Your task
State the number of lines in these records that include the string "UserObject", and say nothing more.

Entries shown
□ □ □
//! Module for working with snowflake IDs.
//!
//! A snowflake packs, from the most significant bit down: 42 bits of milliseconds
//! since an [`Epoch`], a 5 bit worker id, a 5 bit process id and a 12 bit rolling
//! increment. Snowflakes generated later compare greater, except when more than 4096
//! of them are generated by one process within the same millisecond.
//!
//! See <https://discord.com/developers/docs/reference#snowflakes>

use derive_where::derive_where;
use serde::{Deserialize, Serialize};
use std::{
    fmt::{Display, Formatter},
    marker::PhantomData,
};
use thiserror::Error;
use time::{Duration, OffsetDateTime};

pub const TIMESTAMP_OFFSET: u32 = 22;
pub const TIMESTAMP_LENGTH: u32 = 42;

pub const WORKER_ID_OFFSET: u32 = 17;
pub const WORKER_ID_LENGTH: u32 = 5;

pub const PROCESS_ID_OFFSET: u32 = 12;
pub const PROCESS_ID_LENGTH: u32 = 5;

pub const INCREMENT_OFFSET: u32 = 0;
pub const INCREMENT_LENGTH: u32 = 12;

const fn low_bits(length: u32) -> u64 {
    (1 << length) - 1
}

pub trait Epoch {
    const EPOCH_TIME: OffsetDateTime;
}

#[derive(Copy, Clone, Eq, PartialEq, Ord, PartialOrd, Debug, Hash, Error)]
pub enum SnowflakeTimestampError {
    #[error("Specified time was before the snowflake epoch.")]
    TimeBeforeEpoch,
    #[error("Resulting timestamp uses too many bits.")]
    TimestampTooLarge,
}

#[derive(Copy, Clone, Eq, PartialEq, Ord, PartialOrd, Debug, Default, Hash, Error)]
#[error("Snowflake part was out of range for creation: {0}")]
pub struct SnowflakePartOutOfRangeError(pub u8);

macro_rules! node_id {
    ($name:ident, len = $length:ident) => {
        #[derive(Copy, Clone, Eq, PartialEq, Ord, PartialOrd, Debug, Default, Hash)]
        pub struct $name(u8);

        impl $name {
            #[must_use]
            pub fn new(id: u8) -> Option<Self> {
                (u64::from(id) <= low_bits($length)).then_some(Self(id))
            }

            #[must_use]
            pub fn get(self) -> u8 {
                self.0
            }
        }

        impl TryFrom<u8> for $name {
            type Error = SnowflakePartOutOfRangeError;

            fn try_from(value: u8) -> Result<Self, Self::Error> {
                Self::new(value).ok_or(SnowflakePartOutOfRangeError(value))
            }
        }
    };
}

node_id!(WorkerId, len = WORKER_ID_LENGTH);
node_id!(ProcessId, len = PROCESS_ID_LENGTH);

/// Milliseconds between the epoch and `time`, checked to fit the timestamp bits.
pub fn timestamp_millis<SnowflakeEpoch: Epoch>(
    time: OffsetDateTime,
) -> Result<u64, SnowflakeTimestampError> {
    let millis = (time - SnowflakeEpoch::EPOCH_TIME).whole_milliseconds();
    if millis < 0 {
        return Err(SnowflakeTimestampError::TimeBeforeEpoch);
    }

    let millis = u64::try_from(millis).map_err(|_| SnowflakeTimestampError::TimestampTooLarge)?;
    if millis > low_bits(TIMESTAMP_LENGTH) {
        return Err(SnowflakeTimestampError::TimestampTooLarge);
    }

    Ok(millis)
}

#[derive_where(
    Copy,
    Clone,
    Eq,
    PartialEq,
    Ord,
    PartialOrd,
    Debug,
    Default,
    Hash,
    Serialize,
    Deserialize
)]
#[serde(transparent)]
pub struct Snowflake<SnowflakeEpoch>(u64, #[serde(skip)] PhantomData<SnowflakeEpoch>);

impl<SnowflakeEpoch> Snowflake<SnowflakeEpoch> {
    #[must_use]
    pub fn new(inner: u64) -> Self {
        Self(inner, PhantomData)
    }

    #[must_use]
    pub fn from_parts(
        timestamp_millis: u64,
        worker_id: WorkerId,
        process_id: ProcessId,
        increment: u16,
    ) -> Self {
        let snowflake = (timestamp_millis & low_bits(TIMESTAMP_LENGTH)) << TIMESTAMP_OFFSET
            | u64::from(worker_id.get()) << WORKER_ID_OFFSET
            | u64::from(process_id.get()) << PROCESS_ID_OFFSET
            | (u64::from(increment) & low_bits(INCREMENT_LENGTH)) << INCREMENT_OFFSET;

        Self::new(snowflake)
    }

    #[must_use]
    pub fn get(self) -> u64 {
        self.0
    }

    #[must_use]
    pub fn timestamp_millis(self) -> u64 {
        self.0 >> TIMESTAMP_OFFSET
    }

    #[must_use]
    #[allow(clippy::cast_possible_truncation)]
    pub fn worker_id(self) -> WorkerId {
        WorkerId(((self.0 >> WORKER_ID_OFFSET) & low_bits(WORKER_ID_LENGTH)) as u8)
    }

    #[must_use]
    #[allow(clippy::cast_possible_truncation)]
    pub fn process_id(self) -> ProcessId {
        ProcessId(((self.0 >> PROCESS_ID_OFFSET) & low_bits(PROCESS_ID_LENGTH)) as u8)
    }

    #[must_use]
    #[allow(clippy::cast_possible_truncation)]
    pub fn increment(self) -> u16 {
        ((self.0 >> INCREMENT_OFFSET) & low_bits(INCREMENT_LENGTH)) as u16
    }

    #[must_use]
    #[allow(clippy::cast_possible_wrap)]
    pub fn created_at(self) -> OffsetDateTime
    where
        SnowflakeEpoch: Epoch,
    {
        // 42 bits always fit an i64
        SnowflakeEpoch::EPOCH_TIME + Duration::milliseconds(self.timestamp_millis() as i64)
    }
}

impl<SnowflakeEpoch> Display for Snowflake<SnowflakeEpoch> {
    fn fmt(&self, f: &mut Formatter<'_>) -> std::fmt::Result {
        Display::fmt(&self.0, f)
    }
}

impl<SnowflakeEpoch> From<u64> for Snowflake<SnowflakeEpoch> {
    fn from(value: u64) -> Self {
        Self::new(value)
    }
}

impl<SnowflakeEpoch> From<Snowflake<SnowflakeEpoch>> for u64 {
    fn from(value: Snowflake<SnowflakeEpoch>) -> Self {
        value.get()
    }
}

#[derive_where(Copy, Clone, Eq, PartialEq, Debug, Default, Hash)]
pub struct SnowflakeGenerator<SnowflakeEpoch> {
    worker_id: WorkerId,
    process_id: ProcessId,
    next_increment: u16,
    phantom_data: PhantomData<SnowflakeEpoch>,
}

impl<SnowflakeEpoch: Epoch> SnowflakeGenerator<SnowflakeEpoch> {
    #[must_use]
    pub fn new(worker_id: WorkerId, process_id: ProcessId) -> Self {
        Self {
            worker_id,
            process_id,
            next_increment: 0,
            phantom_data: PhantomData,
        }
    }

    #[allow(clippy::cast_possible_truncation)]
    pub fn generate_at(
        &mut self,
        time: OffsetDateTime,
    ) -> Result<Snowflake<SnowflakeEpoch>, SnowflakeTimestampError> {
        let millis = timestamp_millis::<SnowflakeEpoch>(time)?;

        let increment = self.next_increment;
        self.next_increment = ((u64::from(increment) + 1) & low_bits(INCREMENT_LENGTH)) as u16;

        Ok(Snowflake::from_parts(
            millis,
            self.worker_id,
            self.process_id,
            increment,
        ))
    }

    pub fn generate(&mut self) -> Result<Snowflake<SnowflakeEpoch>, SnowflakeTimestampError> {
        self.generate_at(OffsetDateTime::now_utc())
    }
}

#[cfg(test)]
mod tests {
    use crate::snowflake::{
        Epoch, ProcessId, Snowflake, SnowflakeGenerator, SnowflakeTimestampError, WorkerId,
        timestamp_millis,
    };
    use time::{Duration, OffsetDateTime, macros::datetime};

    struct MillennialEpoch;
    impl Epoch for MillennialEpoch {
        const EPOCH_TIME: OffsetDateTime = datetime!(2000-01-01 00:00 UTC);
    }

    #[test]
    fn node_id_range() {
        for legal_id in [0, 0xD, 0x1F] {
            assert!(WorkerId::new(legal_id).is_some());
            assert!(ProcessId::new(legal_id).is_some());
        }
        for illegal_id in [0x20, 0xF0, u8::MAX] {
            assert!(WorkerId::new(illegal_id).is_none());
            assert!(ProcessId::try_from(illegal_id).is_err());
        }
    }

    #[test]
    fn timestamp_bounds() {
        assert_eq!(
            timestamp_millis::<MillennialEpoch>(MillennialEpoch::EPOCH_TIME),
            Ok(0)
        );
        assert_eq!(
            timestamp_millis::<MillennialEpoch>(
                MillennialEpoch::EPOCH_TIME + Duration::milliseconds(1500)
            ),
            Ok(1500)
        );
        assert_eq!(
            timestamp_millis::<MillennialEpoch>(
                MillennialEpoch::EPOCH_TIME - Duration::milliseconds(1)
            ),
            Err(SnowflakeTimestampError::TimeBeforeEpoch)
        );
        assert_eq!(
            timestamp_millis::<MillennialEpoch>(
                MillennialEpoch::EPOCH_TIME + Duration::milliseconds(0x0400_0000_0000)
            ),
            Err(SnowflakeTimestampError::TimestampTooLarge)
        );
    }

    #[test]
    fn parts_survive_packing() {
        let worker_id = WorkerId::new(0b10101).unwrap();
        let process_id = ProcessId::new(0b10001).unwrap();
        let time = datetime!(2025-10-24 10:30 UTC);
        let millis = timestamp_millis::<MillennialEpoch>(time).unwrap();

        let snowflake =
            Snowflake::<MillennialEpoch>::from_parts(millis, worker_id, process_id, 100);

        assert_eq!(snowflake.timestamp_millis(), millis);
        assert_eq!(snowflake.worker_id(), worker_id);
        assert_eq!(snowflake.process_id(), process_id);
        assert_eq!(snowflake.increment(), 100);
        assert_eq!(snowflake.created_at(), time);
    }

    #[test]
    fn generator_increments_and_wraps() {
        let worker_id = WorkerId::new(10).unwrap();
        let process_id = ProcessId::new(0).unwrap();
        let time = datetime!(2025-10-24 10:55 UTC);

        let mut generator = SnowflakeGenerator::<MillennialEpoch>::new(worker_id, process_id);

        let first = generator.generate_at(time).unwrap();
        let second = generator.generate_at(time).unwrap();
        assert_eq!(first.increment(), 0);
        assert_eq!(second.increment(), 1);
        assert!(second > first);

        for _ in 2..0x1000 {
            generator.generate_at(time).unwrap();
        }
        assert_eq!(generator.generate_at(time).unwrap().increment(), 0);

        let later = generator
            .generate_at(time + Duration::milliseconds(1))
            .unwrap();
        assert!(later > second);
    }
}
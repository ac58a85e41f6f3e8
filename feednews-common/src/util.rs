use thiserror::Error;
use time::Duration;

#[derive(Copy, Clone, Ord, PartialOrd, Eq, PartialEq, Debug, Default, Hash)]
pub struct PositiveDuration(Duration);

impl PositiveDuration {
    #[must_use]
    pub fn new(duration: Duration) -> Option<Self> {
        duration.is_positive().then_some(Self(duration))
    }

    pub fn from_seconds(seconds: i64) -> Result<Self, NonPositiveDurationError> {
        Duration::seconds(seconds).try_into()
    }

    #[must_use]
    pub fn get(&self) -> Duration {
        self.0
    }
}

#[derive(Clone, Eq, PartialEq, Ord, PartialOrd, Debug, Default, Hash, Error)]
#[error("The duration is not positive: {0}")]
pub struct NonPositiveDurationError(Duration);

impl TryFrom<Duration> for PositiveDuration {
    type Error = NonPositiveDurationError;

    fn try_from(value: Duration) -> Result<Self, Self::Error> {
        Self::new(value).ok_or(NonPositiveDurationError(value))
    }
}
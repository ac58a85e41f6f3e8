use crate::server::schema::{
    error::{ApiError, INVALID_EMAIL, NAME_TOO_SHORT, USER_EXISTS, USER_NOT_FOUND},
    store,
    types::{AuthData, UserInput, UserObject},
    viewer,
};
use async_graphql::{Context, ID, Object};
use feednews_common::{
    auth::{password::PasswordHash, token::TokenCodec},
    model::user::{CreateUser, Email, UserName},
};
use feednews_db::store::DbError;
use std::sync::Arc;
use tracing::info;
use validator::Validate;

#[derive(Default)]
pub struct UserQuery;

#[Object]
impl UserQuery {
    /// Exchanges credentials for a bearer token.
    async fn login(
        &self,
        ctx: &Context<'_>,
        email: String,
        password: String,
    ) -> async_graphql::Result<AuthData> {
        Ok(login(ctx, email, password).await?)
    }

    /// The user the request is authenticated as.
    async fn get_user_data(&self, ctx: &Context<'_>) -> async_graphql::Result<UserObject> {
        Ok(get_user_data(ctx).await?)
    }
}

#[derive(Default)]
pub struct UserMutation;

#[Object]
impl UserMutation {
    async fn register_user(
        &self,
        ctx: &Context<'_>,
        user_input: UserInput,
    ) -> async_graphql::Result<UserObject> {
        Ok(register_user(ctx, user_input).await?)
    }
}

async fn register_user(ctx: &Context<'_>, input: UserInput) -> Result<UserObject, ApiError> {
    input
        .validate()
        .map_err(|errors| ApiError::from_validation(&errors, &UserInput::FIELD_ORDER))?;

    let email = Email::new(input.email).map_err(|_| ApiError::invalid("email", INVALID_EMAIL))?;
    let name = UserName::new(input.name).map_err(|_| ApiError::invalid("name", NAME_TOO_SHORT))?;
    let password_hash = PasswordHash::generate(&input.password)?;

    let user = store(ctx)
        .create_user(&CreateUser {
            email,
            name,
            password_hash,
        })
        .await
        .map_err(|err| match err {
            DbError::EmailTaken => ApiError::invalid("email", USER_EXISTS),
            err => err.into(),
        })?;

    info!(user_id = %user.id, "Registered user");
    Ok(UserObject(user))
}

async fn login(ctx: &Context<'_>, email: String, password: String) -> Result<AuthData, ApiError> {
    match (email.is_empty(), password.is_empty()) {
        (true, true) => return Err(ApiError::Authentication("Empty fields!")),
        (true, false) | (false, true) => {
            return Err(ApiError::Authentication("One of the fields is empty!"));
        }
        (false, false) => {}
    }

    let email = Email::new(email).map_err(|_| ApiError::Authentication(INVALID_EMAIL))?;
    let credentials = store(ctx)
        .fetch_credentials(&email)
        .await?
        .ok_or(ApiError::Authentication(USER_NOT_FOUND))?;

    if !credentials.password_hash.verify(&password)? {
        return Err(ApiError::Authentication("Password is incorrect!"));
    }

    let user = credentials.user;
    let token = ctx
        .data_unchecked::<Arc<TokenCodec>>()
        .sign(user.id, &user.email)?;

    info!(user_id = %user.id, "User logged in");
    Ok(AuthData {
        token,
        user_id: ID(user.id.to_string()),
    })
}

async fn get_user_data(ctx: &Context<'_>) -> Result<UserObject, ApiError> {
    let user_id = viewer(ctx).require()?;

    let user = store(ctx)
        .fetch_user(user_id)
        .await?
        .ok_or(ApiError::NotFound(USER_NOT_FOUND))?;

    Ok(UserObject(user))
}
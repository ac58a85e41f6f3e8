use crate::server::ServerError;
use axum::response::{IntoResponse, Response};
use axum_extra::TypedHeader;
use headers::ContentType;
use serde::Serialize;

/// JSON response body. Serialization failures turn into a [`ServerError`] reply.
#[derive(Debug, Clone, Copy, Default)]
pub struct Json<T>(pub T);

impl<T: Serialize> IntoResponse for Json<T> {
    fn into_response(self) -> Response {
        match serde_json::to_vec(&self.0) {
            Ok(json) => (TypedHeader(ContentType::json()), json).into_response(),
            Err(err) => ServerError::JsonResponse(err).into_response(),
        }
    }
}
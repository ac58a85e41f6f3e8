pub mod post;
pub mod user;

use crate::{
    model::user::{InvalidEmailError, InvalidUserNameError},
    snowflake::{Epoch, Snowflake, SnowflakeGenerator},
};
use serde::{Deserialize, Serialize};
use std::{fmt::Display, marker::PhantomData, num::ParseIntError, str::FromStr};
use thiserror::Error;
use time::{OffsetDateTime, macros::datetime};

#[derive(Clone, Eq, PartialEq, Debug, Hash, Error)]
pub enum ModelValidationError {
    #[error(transparent)]
    Email(#[from] InvalidEmailError),
    #[error(transparent)]
    UserName(#[from] InvalidUserNameError),
}

#[derive(Copy, Clone, Eq, PartialEq, Ord, PartialOrd, Debug, Default, Hash)]
pub struct FeednewsEpoch;
impl Epoch for FeednewsEpoch {
    const EPOCH_TIME: OffsetDateTime = datetime!(2025-01-01 00:00 UTC);
}

pub type FeednewsSnowflake = Snowflake<FeednewsEpoch>;
pub type FeednewsSnowflakeGenerator = SnowflakeGenerator<FeednewsEpoch>;

/// A snowflake tagged with the kind of entity it identifies.
///
/// On the wire an id is the decimal representation of its snowflake.
#[derive(
    Copy, Clone, Eq, PartialEq, Ord, PartialOrd, Debug, Default, Hash, Serialize, Deserialize,
)]
#[serde(transparent)]
pub struct Id<Marker>(FeednewsSnowflake, #[serde(skip)] PhantomData<Marker>);

impl<Marker> Id<Marker> {
    #[must_use]
    pub fn new(snowflake: FeednewsSnowflake) -> Self {
        Self(snowflake, PhantomData)
    }

    #[must_use]
    pub fn snowflake(self) -> FeednewsSnowflake {
        self.0
    }

    /// The id as stored in a signed 64 bit database column.
    #[must_use]
    pub fn to_db(self) -> i64 {
        self.0.get().cast_signed()
    }

    #[must_use]
    pub fn from_db(value: i64) -> Self {
        value.cast_unsigned().into()
    }
}

impl<Marker> Display for Id<Marker> {
    fn fmt(&self, f: &mut std::fmt::Formatter<'_>) -> std::fmt::Result {
        Display::fmt(&self.0, f)
    }
}

impl<Marker> FromStr for Id<Marker> {
    type Err = ParseIntError;

    fn from_str(s: &str) -> Result<Self, Self::Err> {
        Ok(u64::from_str(s)?.into())
    }
}

impl<Marker> From<FeednewsSnowflake> for Id<Marker> {
    fn from(value: FeednewsSnowflake) -> Self {
        Self::new(value)
    }
}

impl<Marker> From<u64> for Id<Marker> {
    fn from(value: u64) -> Self {
        Id::new(FeednewsSnowflake::new(value))
    }
}

impl<Marker> From<Id<Marker>> for u64 {
    fn from(value: Id<Marker>) -> Self {
        value.snowflake().get()
    }
}
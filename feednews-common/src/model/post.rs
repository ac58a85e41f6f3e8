use crate::model::{
    Id,
    user::{User, UserMarker},
};
use time::OffsetDateTime;

#[derive(Copy, Clone, Eq, PartialEq, Ord, PartialOrd, Debug, Default, Hash)]
pub struct PostMarker;

#[derive(Clone, Eq, PartialEq, Debug, Hash)]
pub struct Post {
    pub id: Id<PostMarker>,
    pub title: String,
    pub content: String,
    pub image_url: String,
    pub creator: User,
    pub created_at: OffsetDateTime,
    pub updated_at: OffsetDateTime,
}

#[derive(Clone, Eq, PartialEq, Debug, Default, Hash)]
pub struct CreatePost {
    pub creator: Id<UserMarker>,
    pub title: String,
    pub content: String,
    pub image_url: String,
}

/// One page of the newest-first post listing.
#[derive(Copy, Clone, Eq, PartialEq, Ord, PartialOrd, Debug, Default, Hash)]
pub enum PostPage {
    #[default]
    All,
    Slice { offset: u64, limit: u64 },
}

impl PostPage {
    /// The `page`-th page (counting from 1) of `per_page` posts.
    #[must_use]
    pub fn numbered(page: u64, per_page: u64) -> Self {
        Self::Slice {
            offset: page.saturating_sub(1).saturating_mul(per_page),
            limit: per_page,
        }
    }
}
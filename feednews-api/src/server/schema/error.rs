use crate::server::{INTERNAL_ERROR_MESSAGE, auth::NotAuthenticated};
use axum::http::StatusCode;
use feednews_common::auth::{password::PasswordHashError, token::TokenError};
use feednews_db::store::DbError;
use serde::Serialize;
use thiserror::Error;
use validator::ValidationErrors;

pub const INVALID_EMAIL: &str = "Invalid Email!";
pub const NAME_TOO_SHORT: &str = "Name is too short!";
pub const USER_EXISTS: &str = "User already exists!";
pub const USER_NOT_FOUND: &str = "User not found!";
pub const INVALID_USER: &str = "Invalid user.";
pub const POST_NOT_FOUND: &str = "Post not found!";

/// One rejected input field.
#[derive(Clone, Eq, PartialEq, Ord, PartialOrd, Debug, Hash, Serialize)]
pub struct FieldError {
    pub field: String,
    pub message: String,
}

/// Failure of a GraphQL operation, carrying the status reported to the client.
#[derive(Debug, Error)]
pub enum ApiError {
    /// `errors` is never empty, `message` is the first entry's message.
    #[error("{message}")]
    Validation {
        message: String,
        errors: Vec<FieldError>,
    },
    #[error(transparent)]
    NotAuthenticated(#[from] NotAuthenticated),
    #[error("{0}")]
    Authentication(&'static str),
    #[error("{0}")]
    Forbidden(&'static str),
    #[error("{0}")]
    NotFound(&'static str),
    #[error("Database request failed: {0}")]
    Database(#[from] DbError),
    #[error("Password could not be processed: {0}")]
    Password(#[from] PasswordHashError),
    #[error("Token could not be issued: {0}")]
    Token(#[from] TokenError),
    #[error("Timestamp could not be formatted: {0}")]
    Timestamp(#[from] time::error::Format),
}

impl ApiError {
    pub fn invalid(field: &str, message: &str) -> Self {
        Self::Validation {
            message: message.to_owned(),
            errors: vec![FieldError {
                field: field.to_owned(),
                message: message.to_owned(),
            }],
        }
    }

    /// Collects every failed field, ordered like `field_order`. Fields not named there
    /// come last.
    pub fn from_validation(errors: &ValidationErrors, field_order: &[&str]) -> Self {
        let mut field_errors: Vec<FieldError> = errors
            .field_errors()
            .into_iter()
            .flat_map(|(field, errors)| {
                let field = field.to_string();
                errors.iter().map(move |error| FieldError {
                    field: field.clone(),
                    message: error
                        .message
                        .as_ref()
                        .map_or_else(|| error.code.to_string(), ToString::to_string),
                })
            })
            .collect();

        field_errors.sort_by_cached_key(|error| {
            let position = field_order
                .iter()
                .position(|field| *field == error.field)
                .unwrap_or(field_order.len());
            (position, error.clone())
        });

        let message = field_errors
            .first()
            .map_or_else(|| "Invalid input.".to_owned(), |error| error.message.clone());

        Self::Validation {
            message,
            errors: field_errors,
        }
    }

    pub fn status(&self) -> StatusCode {
        match self {
            ApiError::Validation { .. } => StatusCode::UNPROCESSABLE_ENTITY,
            ApiError::NotAuthenticated(_) | ApiError::Authentication(_) => {
                StatusCode::UNAUTHORIZED
            }
            ApiError::Forbidden(_) => StatusCode::FORBIDDEN,
            ApiError::NotFound(_) => StatusCode::NOT_FOUND,
            ApiError::Database(_)
            | ApiError::Password(_)
            | ApiError::Token(_)
            | ApiError::Timestamp(_) => StatusCode::INTERNAL_SERVER_ERROR,
        }
    }

    /// The message shown to clients. Internal failures are not described.
    pub fn public_message(&self) -> String {
        if self.status().is_server_error() {
            INTERNAL_ERROR_MESSAGE.to_owned()
        } else {
            self.to_string()
        }
    }

    pub fn field_errors(&self) -> Option<&[FieldError]> {
        match self {
            ApiError::Validation { errors, .. } => Some(errors),
            _ => None,
        }
    }
}

#[cfg(test)]
mod tests {
    use crate::server::schema::error::{ApiError, FieldError};
    use axum::http::StatusCode;
    use feednews_db::store::DbError;
    use validator::Validate;

    #[derive(Validate)]
    struct Signup {
        #[validate(email(message = "Invalid Email!"))]
        email: String,
        #[validate(length(min = 5, message = "Name is too short!"))]
        name: String,
        #[validate(length(min = 5, message = "Password is too short!"))]
        password: String,
    }

    #[test]
    fn validation_errors_follow_field_order() {
        let signup = Signup {
            email: "nope".to_owned(),
            name: "Alice".to_owned(),
            password: "abc".to_owned(),
        };
        let errors = signup.validate().unwrap_err();

        let error = ApiError::from_validation(&errors, &["password", "email", "name"]);
        assert_eq!(error.status(), StatusCode::UNPROCESSABLE_ENTITY);
        assert_eq!(error.public_message(), "Password is too short!");
        assert_eq!(
            error.field_errors().unwrap(),
            [
                FieldError {
                    field: "password".to_owned(),
                    message: "Password is too short!".to_owned(),
                },
                FieldError {
                    field: "email".to_owned(),
                    message: "Invalid Email!".to_owned(),
                },
            ]
        );
    }

    #[test]
    fn internal_details_stay_private() {
        let error = ApiError::from(DbError::EmailTaken);

        assert_eq!(error.status(), StatusCode::INTERNAL_SERVER_ERROR);
        assert_eq!(error.public_message(), "An error occurred.");
        assert_eq!(error.field_errors(), None);

        let error = ApiError::NotFound("Post not found!");
        assert_eq!(error.status(), StatusCode::NOT_FOUND);
        assert_eq!(error.public_message(), "Post not found!");
    }
}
□ □ □
Answer space
7